Records drawn from a dataset:
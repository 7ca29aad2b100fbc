//! Per-unit load outcomes.

use std::fmt;

use serde::Serialize;
use tracing::{debug, warn};

use crate::error::Result;
use crate::source::{Fetcher, Location, unit_locations};

/// What happened when one organizational unit was loaded.
#[derive(Debug, Clone, PartialEq, Eq, Serialize)]
#[serde(tag = "status", rename_all = "snake_case")]
pub enum UnitStatus {
    Loaded { rows: usize },
    /// The payload arrived and parsed but held no rows.
    Empty,
    FetchFailed { reason: String },
    ParseFailed { reason: String },
}

impl UnitStatus {
    pub fn is_failure(&self) -> bool {
        matches!(self, Self::FetchFailed { .. } | Self::ParseFailed { .. })
    }
}

impl fmt::Display for UnitStatus {
    fn fmt(&self, f: &mut fmt::Formatter<'_>) -> fmt::Result {
        match self {
            Self::Loaded { rows } => write!(f, "loaded {rows} rows"),
            Self::Empty => f.write_str("empty"),
            Self::FetchFailed { reason } => write!(f, "fetch failed: {reason}"),
            Self::ParseFailed { reason } => write!(f, "parse failed: {reason}"),
        }
    }
}

#[derive(Debug, Clone, PartialEq, Eq, Serialize)]
pub struct UnitLoad {
    pub unit: String,
    pub location: String,
    #[serde(flatten)]
    pub status: UnitStatus,
}

/// Records concatenated across units, plus how each unit fared.
#[derive(Debug, Clone, PartialEq, Serialize)]
pub struct LoadReport<T> {
    pub records: Vec<T>,
    pub units: Vec<UnitLoad>,
}

impl<T> Default for LoadReport<T> {
    fn default() -> Self {
        Self {
            records: Vec::new(),
            units: Vec::new(),
        }
    }
}

impl<T> LoadReport<T> {
    pub fn failures(&self) -> impl Iterator<Item = &UnitLoad> {
        self.units.iter().filter(|unit| unit.status.is_failure())
    }

    pub fn has_failures(&self) -> bool {
        self.failures().next().is_some()
    }

    /// `true` when every unit failed (or none were attempted).
    pub fn all_failed(&self) -> bool {
        self.units.iter().all(|unit| unit.status.is_failure())
    }
}

/// Fetches and parses every unit of a source independently.
///
/// A unit that cannot be fetched or parsed contributes no rows; its failure
/// is recorded and the remaining units still load.
pub(crate) fn load_units<T, F, P>(
    what: &str,
    location: &Location,
    units: &[String],
    fetcher: &F,
    mut parse: P,
) -> LoadReport<T>
where
    F: Fetcher + ?Sized,
    P: FnMut(Vec<u8>) -> Result<Vec<T>>,
{
    let mut report = LoadReport::default();
    for (unit, unit_location) in unit_locations(location, units) {
        let status = match fetcher.fetch(&unit_location) {
            Err(error) => {
                warn!(source = what, unit = %unit, %error, "unit fetch failed");
                if error.is_fetch_failure() {
                    UnitStatus::FetchFailed {
                        reason: error.to_string(),
                    }
                } else {
                    UnitStatus::ParseFailed {
                        reason: error.to_string(),
                    }
                }
            }
            Ok(bytes) => match parse(bytes) {
                Ok(records) if records.is_empty() => UnitStatus::Empty,
                Ok(records) => {
                    let rows = records.len();
                    report.records.extend(records);
                    UnitStatus::Loaded { rows }
                }
                Err(error) => {
                    warn!(source = what, unit = %unit, %error, "unit parse failed");
                    UnitStatus::ParseFailed {
                        reason: error.to_string(),
                    }
                }
            },
        };
        debug!(source = what, unit = %unit, %status, "unit loaded");
        report.units.push(UnitLoad {
            unit,
            location: unit_location.to_string(),
            status,
        });
    }
    report
}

WORK REQUIRED
Restate the data above in full, keeping every word as it is.

RESULT FOR THIS EXERCISE
repository 7ca29aad2b100fbc
//! Per-unit load outcomes.

use std::fmt;

use serde::Serialize;
use tracing::{debug, warn};

use crate::error::Result;
use crate::source::{Fetcher, Location, unit_locations};

/// What happened when one organizational unit was loaded.
#[derive(Debug, Clone, PartialEq, Eq, Serialize)]
#[serde(tag = "status", rename_all = "snake_case")]
pub enum UnitStatus {
    Loaded { rows: usize },
    /// The payload arrived and parsed but held no rows.
    Empty,
    FetchFailed { reason: String },
    ParseFailed { reason: String },
}

impl UnitStatus {
    pub fn is_failure(&self) -> bool {
        matches!(self, Self::FetchFailed { .. } | Self::ParseFailed { .. })
    }
}

impl fmt::Display for UnitStatus {
    fn fmt(&self, f: &mut fmt::Formatter<'_>) -> fmt::Result {
        match self {
            Self::Loaded { rows } => write!(f, "loaded {rows} rows"),
            Self::Empty => f.write_str("empty"),
            Self::FetchFailed { reason } => write!(f, "fetch failed: {reason}"),
            Self::ParseFailed { reason } => write!(f, "parse failed: {reason}"),
        }
    }
}

#[derive(Debug, Clone, PartialEq, Eq, Serialize)]
pub struct UnitLoad {
    pub unit: String,
    pub location: String,
    #[serde(flatten)]
    pub status: UnitStatus,
}

/// Records concatenated across units, plus how each unit fared.
#[derive(Debug, Clone, PartialEq, Serialize)]
pub struct LoadReport<T> {
    pub records: Vec<T>,
    pub units: Vec<UnitLoad>,
}

impl<T> Default for LoadReport<T> {
    fn default() -> Self {
        Self {
            records: Vec::new(),
            units: Vec::new(),
        }
    }
}

impl<T> LoadReport<T> {
    pub fn failures(&self) -> impl Iterator<Item = &UnitLoad> {
        self.units.iter().filter(|unit| unit.status.is_failure())
    }

    pub fn has_failures(&self) -> bool {
        self.failures().next().is_some()
    }

    /// `true` when every unit failed (or none were attempted).
    pub fn all_failed(&self) -> bool {
        self.units.iter().all(|unit| unit.status.is_failure())
    }
}

/// Fetches and parses every unit of a source independently.
///
/// A unit that cannot be fetched or parsed contributes no rows; its failure
/// is recorded and the remaining units still load.
pub(crate) fn load_units<T, F, P>(
    what: &str,
    location: &Location,
    units: &[String],
    fetcher: &F,
    mut parse: P,
) -> LoadReport<T>
where
    F: Fetcher + ?Sized,
    P: FnMut(Vec<u8>) -> Result<Vec<T>>,
{
    let mut report = LoadReport::default();
    for (unit, unit_location) in unit_locations(location, units) {
        let status = match fetcher.fetch(&unit_location) {
            Err(error) => {
                warn!(source = what, unit = %unit, %error, "unit fetch failed");
                if error.is_fetch_failure() {
                    UnitStatus::FetchFailed {
                        reason: error.to_string(),
                    }
                } else {
                    UnitStatus::ParseFailed {
                        reason: error.to_string(),
                    }
                }
            }
            Ok(bytes) => match parse(bytes) {
                Ok(records) if records.is_empty() => UnitStatus::Empty,
                Ok(records) => {
                    let rows = records.len();
                    report.records.extend(records);
                    UnitStatus::Loaded { rows }
                }
                Err(error) => {
                    warn!(source = what, unit = %unit, %error, "unit parse failed");
                    UnitStatus::ParseFailed {
                        reason: error.to_string(),
                    }
                }
            },
        };
        debug!(source = what, unit = %unit, %status, "unit loaded");
        report.units.push(UnitLoad {
            unit,
            location: unit_location.to_string(),
            status,
        });
    }
    report
}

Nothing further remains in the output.